猪非典型瘟病毒(atypical porcine pestivirus, APPV)是一种能引起仔猪先天性震颤的病原,于2015年经宏基因组测序意外发现[1]。其后2018年,国际病毒分类委员会将其归类为黄病毒科(Flaviviridae)瘟病毒属(Pestivirus)K型瘟病毒(Pestivirus K)。APPV为单股正链RNA病毒,基因组全长约11 kb,仅含有1个编码3 635个氨基酸残基的开放阅读框(open reading frame, ORF),两侧为5′和3′端非编码区。其基因组结构与猪瘟病毒相似,由4个结构蛋白(C、Erns、E1和E2)及至少8个非结构蛋白(Npro、p7、NS2、NS3、NS4A、NS4B、NS5A和NS5B)组成[1]。APPV与瘟病毒属其他成员相似,既可以垂直传播也可以通过接触发生水平传播[2]。2015年Arruda等[3]及2016年Beer等[4]的研究均表明,APPV是引起A-Ⅱ型仔猪先天性震颤(congenital tremor, CT)的病原。随后德国、荷兰、西班牙、澳大利亚、英国、中国、加拿大和巴西等国家相继在具有CT症状的新生仔猪中检测出APPV,表明APPV已在世界范围内流行,对养猪业构成潜在威胁。国内虽然已有该病报道,但毒株信息局限于西南、两广等南方地区,缺少全国范围的调查,不同时间和地区间流行毒株是否存在差异尚不清楚。为进一步分析我国APPV的感染情况以及基因组特征和毒株遗传变异规律,本研究选取2015—2017年采自全国22个省(自治区、直辖市)93个规模化猪场的285份血清样品进行APPV核酸检测,分析其感染情况和毒株基因组特征,以为揭示APPV的感染状况、基因组特征以及遗传变异规律提供重要数据信息,为APPV的防控提供科学依据。
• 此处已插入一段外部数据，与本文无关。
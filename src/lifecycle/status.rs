use std::fmt;

use serde::{Deserialize, Serialize};

/// Where a vehicle is in the wash.
///
/// Each job flows through: QUEUED → WASHING → DRYING → COMPLETED → PAID
#[derive(Debug, Clone, Copy, PartialEq, Eq, PartialOrd, Ord, Hash, Serialize, Deserialize)]
pub enum JobStatus {
    Queued,
    Washing,
    Drying,
    Completed,
    Paid,
}

impl JobStatus {
    pub const ALL: [JobStatus; 5] = [
        JobStatus::Queued,
        JobStatus::Washing,
        JobStatus::Drying,
        JobStatus::Completed,
        JobStatus::Paid,
    ];

    /// The status one step further along, or `None` from `Paid`.
    pub fn next(self) -> Option<JobStatus> {
        match self {
            JobStatus::Queued => Some(JobStatus::Washing),
            JobStatus::Washing => Some(JobStatus::Drying),
            JobStatus::Drying => Some(JobStatus::Completed),
            JobStatus::Completed => Some(JobStatus::Paid),
            JobStatus::Paid => None,
        }
    }

    pub fn is_terminal(self) -> bool {
        self == JobStatus::Paid
    }

    /// Still on the live queue (anything not yet paid for).
    pub fn is_open(self) -> bool {
        !self.is_terminal()
    }

    /// Still physically occupying a bay.
    pub fn is_in_bay(self) -> bool {
        self < JobStatus::Completed
    }

    /// Work is done, whether or not the money is in.
    pub fn is_settled(self) -> bool {
        self >= JobStatus::Completed
    }
}

impl fmt::Display for JobStatus {
    fn fmt(&self, f: &mut fmt::Formatter<'_>) -> fmt::Result {
        match self {
            JobStatus::Queued => write!(f, "In Queue"),
            JobStatus::Washing => write!(f, "Washing"),
            JobStatus::Drying => write!(f, "Drying"),
            JobStatus::Completed => write!(f, "Completed"),
            JobStatus::Paid => write!(f, "Paid"),
        }
    }
}

#[derive(Debug, Clone, Copy, PartialEq, Eq, Serialize, Deserialize)]
pub enum PaymentMethod {
    Cash,
    MtnMomo,
    TelecelCash,
    Card,
    Split,
}

impl fmt::Display for PaymentMethod {
    fn fmt(&self, f: &mut fmt::Formatter<'_>) -> fmt::Result {
        match self {
            PaymentMethod::Cash => write!(f, "Cash"),
            PaymentMethod::MtnMomo => write!(f, "MTN MoMo"),
            PaymentMethod::TelecelCash => write!(f, "Telecel Cash"),
            PaymentMethod::Card => write!(f, "Visa/Mastercard"),
            PaymentMethod::Split => write!(f, "Split Payment"),
        }
    }
}

/// The result of asking the lifecycle for the next step.
#[derive(Debug, Clone, Copy, PartialEq, Eq)]
pub enum Transition {
    /// Move straight to the given status.
    Next(JobStatus),
    /// The wash is done; the only way forward is taking payment.
    AwaitPayment,
    /// Nothing follows `Paid`.
    Terminal,
}

/// The one-step advance rule used by the live queue.
pub struct Lifecycle;

impl Lifecycle {
    /// Compute the transition out of `status`.
    ///
    /// - `Queued`, `Washing` and `Drying` advance to the next status.
    /// - `Completed` requires a payment confirmation before becoming `Paid`.
    /// - `Paid` is terminal.
    pub fn advance(status: JobStatus) -> Transition {
        match status {
            JobStatus::Completed => Transition::AwaitPayment,
            other => match other.next() {
                Some(next) => Transition::Next(next),
                None => Transition::Terminal,
            },
        }
    }
}
use serde::Serialize;

use super::job::Job;

const WHATSAPP_BASE: &str = "https://wa.me/";
const COUNTRY_CODE: &str = "233";

/// A pre-filled receipt message and the chat link that carries it.
///
/// Building one never sends anything; the link is handed to whoever opens it.
#[derive(Debug, Clone, PartialEq, Eq, Serialize)]
pub struct Receipt {
    pub message: String,
    pub link: String,
}

impl Receipt {
    pub fn for_job(job: &Job, business_name: &str, currency: &str) -> Self {
        let message = format!(
            "Hello {}, thanks for washing with {business_name}! Total: {currency}{}. Receipt: #{}",
            job.customer_name,
            job.total_amount,
            receipt_number(&job.id),
        );
        let encoded = urlencoding::encode(&message);
        let link = match job.customer_phone.as_deref().map(international_phone) {
            Some(phone) if !phone.is_empty() => format!("{WHATSAPP_BASE}{phone}?text={encoded}"),
            _ => format!("{WHATSAPP_BASE}?text={encoded}"),
        };
        Self { message, link }
    }
}

// Local numbers are written with a trunk `0`; the chat service wants the
// country code instead.
fn international_phone(phone: &str) -> String {
    let digits: String = phone.chars().filter(|c| !c.is_whitespace()).collect();
    match digits.strip_prefix('0') {
        Some(rest) => format!("{COUNTRY_CODE}{rest}"),
        None => digits,
    }
}

fn receipt_number(job_id: &str) -> String {
    let tail: String = job_id.trim_start_matches("job-").chars().take(8).collect();
    tail.to_uppercase()
}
1 材料与方法 1.1 样品来源研究中所用样本由中国农业大学农业部动物流行病学重点实验室(以下简称本实验室)保存。2015—2017年收集的猪临床血清样本285份分别来自安徽、北京、福建、广东、广西、贵州、河北、河南、黑龙江、湖北、湖南、吉林、江苏、江西、辽宁、山东、山西、上海、四川、天津、云南、浙江共22个省(自治区、直辖市)的93个规模化养猪场。血清来源主要为发生流产或呼吸道症状的猪群送检样品,无猪群是否发生先天性震颤的明确记录。
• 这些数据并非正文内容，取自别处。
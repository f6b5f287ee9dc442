use chrono::{DateTime, NaiveDate, Utc};
use serde::{Deserialize, Serialize};
use uuid::Uuid;

use super::status::{JobStatus, PaymentMethod};
use crate::records::{Service, VehicleType};

/// How a status change was made.
#[derive(Debug, Clone, Copy, PartialEq, Eq, Serialize, Deserialize)]
pub enum TransitionKind {
    /// The regular one-step advance from the queue.
    Advance,
    /// `Completed → Paid` after a confirmed payment.
    Payment,
    /// A manual correction; may jump anywhere.
    Override,
}

/// One entry in a job's status trail.
#[derive(Debug, Clone, PartialEq, Eq, Serialize, Deserialize)]
pub struct StatusChange {
    pub from: JobStatus,
    pub to: JobStatus,
    pub kind: TransitionKind,
    pub at: DateTime<Utc>,
}

/// What the intake wizard collects before a job is opened.
#[derive(Debug, Clone, Default)]
pub struct JobIntake {
    pub customer_id: String,
    pub vehicle_plate: Option<String>,
    pub vehicle_type: Option<VehicleType>,
    pub service_ids: Vec<String>,
    pub worker_id: Option<String>,
    pub bay: u8,
    pub notes: Option<String>,
    pub photos: Vec<String>,
}

/// A single vehicle moving through the wash.
///
/// Services are copied in at creation time, so `total_amount` stays what the
/// customer was quoted even if the price list changes later.
#[derive(Debug, Clone, Serialize, Deserialize)]
pub struct Job {
    pub id: String,
    pub customer_id: String,
    pub customer_name: String,
    pub customer_phone: Option<String>,
    pub vehicle_plate: String,
    pub vehicle_type: VehicleType,
    pub services: Vec<Service>,
    pub total_amount: f64,
    pub assigned_worker_id: String,
    pub bay: u8,
    pub status: JobStatus,
    pub status_history: Vec<StatusChange>,
    pub start_time: DateTime<Utc>,
    pub end_time: Option<DateTime<Utc>>,
    pub payment_method: Option<PaymentMethod>,
    pub notes: Option<String>,
    pub photos: Vec<String>,
}

impl Job {
    #[allow(clippy::too_many_arguments)]
    pub fn new(
        customer_id: String,
        customer_name: String,
        customer_phone: Option<String>,
        vehicle_plate: String,
        vehicle_type: VehicleType,
        services: &[Service],
        assigned_worker_id: String,
        bay: u8,
        now: DateTime<Utc>,
    ) -> Self {
        Self {
            id: format!("job-{}", Uuid::new_v4().simple()),
            customer_id,
            customer_name,
            customer_phone,
            vehicle_plate,
            vehicle_type,
            services: services.to_vec(),
            total_amount: services.iter().fold(0.0, |total, s| total + s.price),
            assigned_worker_id,
            bay,
            status: JobStatus::Queued,
            status_history: Vec::new(),
            start_time: now,
            end_time: None,
            payment_method: None,
            notes: None,
            photos: Vec::new(),
        }
    }

    /// Moves the job to `to` and records the change.
    pub fn set_status(&mut self, to: JobStatus, kind: TransitionKind, at: DateTime<Utc>) {
        self.status_history.push(StatusChange {
            from: self.status,
            to,
            kind,
            at,
        });
        self.status = to;
    }

    /// Records payment and closes the job.
    pub fn mark_paid(&mut self, method: PaymentMethod, at: DateTime<Utc>) {
        self.payment_method = Some(method);
        self.end_time = Some(at);
        self.set_status(JobStatus::Paid, TransitionKind::Payment, at);
    }

    /// Whether the job was started on `date` (UTC calendar day).
    pub fn started_on(&self, date: NaiveDate) -> bool {
        self.start_time
            .to_rfc3339()
            .starts_with(&date.format("%Y-%m-%d").to_string())
    }

    /// Status changes that skipped the regular advance path.
    pub fn overrides(&self) -> impl Iterator<Item = &StatusChange> {
        self.status_history
            .iter()
            .filter(|change| change.kind == TransitionKind::Override)
    }
}

#[cfg(test)]
mod tests {
    use super::*;
    use crate::records::starter_services;
    use chrono::TimeZone;

    fn make_job(service_ids: &[&str], now: DateTime<Utc>) -> Job {
        let services: Vec<Service> = starter_services()
            .into_iter()
            .filter(|s| service_ids.contains(&s.id.as_str()))
            .collect();
        Job::new(
            "c1".into(),
            "John Doe".into(),
            Some("0244123456".into()),
            "GT-2023-21".into(),
            VehicleType::Suv,
            &services,
            "w1".into(),
            1,
            now,
        )
    }

    #[test]
    fn job_creation_defaults() {
        let job = make_job(&["s1", "s4"], Utc::now());
        assert_eq!(job.status, JobStatus::Queued);
        assert_eq!(job.total_amount, 70.0);
        assert_eq!(job.services.len(), 2);
        assert!(job.status_history.is_empty());
        assert!(job.id.starts_with("job-"));
        assert!(job.payment_method.is_none());
    }

    #[test]
    fn total_is_frozen_copy_of_prices() {
        let mut catalog = starter_services();
        let job = Job::new(
            "c1".into(),
            "John Doe".into(),
            None,
            "GT-2023-21".into(),
            VehicleType::Suv,
            &catalog[1..2],
            "w1".into(),
            1,
            Utc::now(),
        );
        catalog[1].price = 55.0;
        assert_eq!(job.total_amount, 40.0);
        assert_eq!(job.services[0].price, 40.0);
    }

    #[test]
    fn job_without_services_totals_plain_zero() {
        let job = make_job(&[], Utc::now());
        assert_eq!(job.total_amount, 0.0);
        assert_eq!(format!("{}", job.total_amount), "0");
    }

    #[test]
    fn started_on_compares_calendar_date() {
        let start = Utc.with_ymd_and_hms(2024, 1, 1, 10, 0, 0).unwrap();
        let job = make_job(&["s2"], start);
        assert!(job.started_on(NaiveDate::from_ymd_opt(2024, 1, 1).unwrap()));
        assert!(!job.started_on(NaiveDate::from_ymd_opt(2024, 1, 2).unwrap()));
    }

    #[test]
    fn history_records_each_change() {
        let now = Utc::now();
        let mut job = make_job(&["s2"], now);
        job.set_status(JobStatus::Washing, TransitionKind::Advance, now);
        job.set_status(JobStatus::Completed, TransitionKind::Override, now);
        job.mark_paid(PaymentMethod::Cash, now);

        let trail: Vec<_> = job.status_history.iter().map(|c| (c.from, c.to)).collect();
        assert_eq!(
            trail,
            vec![
                (JobStatus::Queued, JobStatus::Washing),
                (JobStatus::Washing, JobStatus::Completed),
                (JobStatus::Completed, JobStatus::Paid),
            ]
        );
        assert_eq!(job.overrides().count(), 1);
        assert_eq!(job.payment_method, Some(PaymentMethod::Cash));
        assert_eq!(job.end_time, Some(now));
    }
}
2017年3月,河北唐山某规模化猪场,猪群出现先天性震颤发病仔猪,采取血清、脑脊液和脑组织,用于APPV全基因组序列扩增和测序。
1.2 主要试剂RNA提取试剂盒QIAampⓇ Viral RNA Mini Kit和E.Z.N.ATM Viral RNA Kit分别为Qiagen和Omega公司产品;反转录试剂盒PrimerScriptTM RT Master Mix和SuperScirptⓇ Ⅳ Reverse Transcriptase分别购自TaKaRa宝生物和Invitrogen公司;2×Vazyme Lamp master mix(Dye Plus)购自南京诺唯赞生物科技有限公司;KOD FX DNA聚合酶购自TOYOBO生物科技有限公司;Trans2K Marker购自北京全式金生物有限公司。
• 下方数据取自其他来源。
//! Daily advice for the owner, written by a text generation model.
//!
//! [`InsightService`] never fails: a missing key, a network problem or an
//! empty answer all come back as one of the fixed messages below.

use chrono::NaiveDate;

use crate::gemini::{GeminiError, TextGenerator};
use crate::lifecycle::Job;
use crate::records::Expense;
use crate::reports::DailySummary;

pub const NO_JOBS_YET: &str = "Start adding jobs to unlock AI insights!";
pub const NOT_CONFIGURED: &str = "API Key not configured for AI insights.";
pub const UNAVAILABLE: &str = "AI Insight currently unavailable (check connection).";
pub const NO_TEXT: &str = "Could not generate insight.";

pub struct InsightService<G> {
    generator: Option<G>,
    business_name: String,
    currency: String,
}

impl<G: TextGenerator> InsightService<G> {
    /// `generator` is `None` when no credential is configured.
    pub fn new(generator: Option<G>, business_name: String, currency: String) -> Self {
        Self {
            generator,
            business_name,
            currency,
        }
    }

    pub async fn generate(&self, jobs: &[Job], expenses: &[Expense], today: NaiveDate) -> String {
        if jobs.is_empty() {
            return NO_JOBS_YET.to_string();
        }
        let Some(generator) = &self.generator else {
            return NOT_CONFIGURED.to_string();
        };

        let summary = DailySummary::compute(jobs, expenses, today);
        let prompt = self.prompt(&summary);

        match generator.generate(&prompt).await {
            Ok(text) if !text.trim().is_empty() => text,
            Ok(_) | Err(GeminiError::EmptyResponse) => NO_TEXT.to_string(),
            Err(e) => {
                tracing::warn!(error = %e, "insight generation failed");
                UNAVAILABLE.to_string()
            }
        }
    }

    fn prompt(&self, summary: &DailySummary) -> String {
        let currency = &self.currency;
        format!(
            "You are an expert business analyst for {}, a vehicle washing bay in Accra, Ghana.\n\
             Analyze today's performance ({}):\n\
             - Total Revenue: {currency} {}\n\
             - Total Cars Washed: {}\n\
             - Expenses: {currency} {}\n\
             \n\
             Provide a short, motivating summary (max 3 sentences) in English \
             with a touch of Ghanaian friendly tone.\n\
             Suggest one quick marketing tip for tomorrow.",
            self.business_name, summary.date, summary.revenue, summary.cars, summary.expenses,
        )
    }
}

#[cfg(test)]
mod tests {
    use super::*;
    use crate::gemini::GeminiClient;
    use crate::records::{VehicleType, starter_services};
    use chrono::Utc;
    use std::sync::Mutex;
    use std::time::Duration;
    use wiremock::matchers::method;
    use wiremock::{Mock, MockServer, ResponseTemplate};

    struct MockGenerator {
        result: Result<String, u16>,
        prompts: Mutex<Vec<String>>,
    }

    impl MockGenerator {
        fn ok(text: &str) -> Self {
            Self {
                result: Ok(text.to_string()),
                prompts: Mutex::new(Vec::new()),
            }
        }

        fn err(status: u16) -> Self {
            Self {
                result: Err(status),
                prompts: Mutex::new(Vec::new()),
            }
        }
    }

    impl TextGenerator for &MockGenerator {
        async fn generate(&self, prompt: &str) -> Result<String, GeminiError> {
            self.prompts.lock().unwrap().push(prompt.to_string());
            match &self.result {
                Ok(text) => Ok(text.clone()),
                Err(status) => Err(GeminiError::ApiError {
                    status: *status,
                    message: "mock error".into(),
                }),
            }
        }
    }

    fn service(generator: Option<&MockGenerator>) -> InsightService<&MockGenerator> {
        InsightService::new(generator, "WashBay Pro".into(), "GHS".into())
    }

    fn todays_job() -> Job {
        Job::new(
            "c1".into(),
            "John Doe".into(),
            None,
            "GT-2023-21".into(),
            VehicleType::Suv,
            &starter_services()[1..2],
            "w1".into(),
            1,
            Utc::now(),
        )
    }

    fn today() -> NaiveDate {
        Utc::now().date_naive()
    }

    #[tokio::test]
    async fn empty_jobs_skips_the_call() {
        let generator = MockGenerator::ok("never");
        let text = service(Some(&generator)).generate(&[], &[], today()).await;
        assert_eq!(text, NO_JOBS_YET);
        assert!(generator.prompts.lock().unwrap().is_empty());
    }

    #[tokio::test]
    async fn missing_credential_falls_back() {
        let text = service(None).generate(&[todays_job()], &[], today()).await;
        assert_eq!(text, NOT_CONFIGURED);
        assert!(!text.is_empty());
    }

    #[tokio::test]
    async fn failure_is_swallowed() {
        let generator = MockGenerator::err(500);
        let text = service(Some(&generator))
            .generate(&[todays_job()], &[], today())
            .await;
        assert_eq!(text, UNAVAILABLE);
    }

    #[tokio::test]
    async fn blank_answer_uses_placeholder() {
        let generator = MockGenerator::ok("   ");
        let text = service(Some(&generator))
            .generate(&[todays_job()], &[], today())
            .await;
        assert_eq!(text, NO_TEXT);
    }

    #[tokio::test]
    async fn prompt_carries_todays_numbers() {
        let generator = MockGenerator::ok("Ayekoo! Push the Engine Wash tomorrow.");
        let text = service(Some(&generator))
            .generate(&[todays_job(), todays_job()], &[], today())
            .await;
        assert_eq!(text, "Ayekoo! Push the Engine Wash tomorrow.");

        let prompts = generator.prompts.lock().unwrap();
        assert_eq!(prompts.len(), 1);
        assert!(prompts[0].contains("Total Revenue: GHS 80"));
        assert!(prompts[0].contains("Total Cars Washed: 2"));
        assert!(prompts[0].contains("Expenses: GHS 0"));
    }

    async fn live_service(
        body: serde_json::Value,
        status: u16,
    ) -> (MockServer, InsightService<GeminiClient>) {
        let server = MockServer::start().await;
        Mock::given(method("POST"))
            .respond_with(ResponseTemplate::new(status).set_body_json(body))
            .mount(&server)
            .await;
        let client = GeminiClient::with_base_url(
            "test-key".into(),
            "gemini-2.5-flash".into(),
            Duration::from_secs(5),
            server.uri(),
        )
        .unwrap();
        let service = InsightService::new(Some(client), "WashBay Pro".into(), "GHS".into());
        (server, service)
    }

    #[tokio::test]
    async fn model_with_no_candidates_uses_placeholder() {
        let (_server, service) = live_service(serde_json::json!({ "candidates": [] }), 200).await;
        let text = service.generate(&[todays_job()], &[], today()).await;
        assert_eq!(text, NO_TEXT);
    }

    #[tokio::test]
    async fn model_server_error_reads_unavailable() {
        let (_server, service) =
            live_service(serde_json::json!({ "error": { "message": "boom" } }), 500).await;
        let text = service.generate(&[todays_job()], &[], today()).await;
        assert_eq!(text, UNAVAILABLE);
    }
}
1.3 样品的处理利用E.Z.N.A.TM Viral RNA Kit提取血清样本中的病毒基因组,置-80 ℃保存。
取临床样本中的脑组织和2% DMEM按1:3体积比混合,充分研磨后,研磨液经-80 ℃冻融3次,4 ℃ 12 000 r·min-1离心10 min。取上清,利用QIAampⓇ Viral RNA Mini Kit提取病毒基因组,置-80 ℃保存。
1.4 APPV感染状况检测及E2基因序列分析参考GenBank中APPV参考序列,针对E2基因上下游保守区域,运用Primer 5.0软件设计两对用于套式PCR扩增APPV E2基因的引物(表 1),以APPV_OR为反转录引物,利用PrimerScriptTM RT Master Mix(TaKaRa)对样本中病毒基因组进行反转录,合成病毒cDNA。用套式PCR方法扩增APPV E2基因。首先用外侧引物进行第1轮PCR扩增,PCR反应体系:2× Vazyme Lamp master mix 12.5 μL,上、下游引物各1 μL,cDNA模板2 μL,ddH2O 8.5 μL。PCR反应条件:94 ℃ 5 min;94 ℃ 30 s,56 ℃ 30 s,72 ℃ 40 s,循环35次;72 ℃ 7 min。将第1轮PCR产物10倍稀释后作为模板,进行第2轮PCR扩增,反应体系和条件同第1轮。以1%琼脂糖凝胶电泳法对PCR产物进行检测。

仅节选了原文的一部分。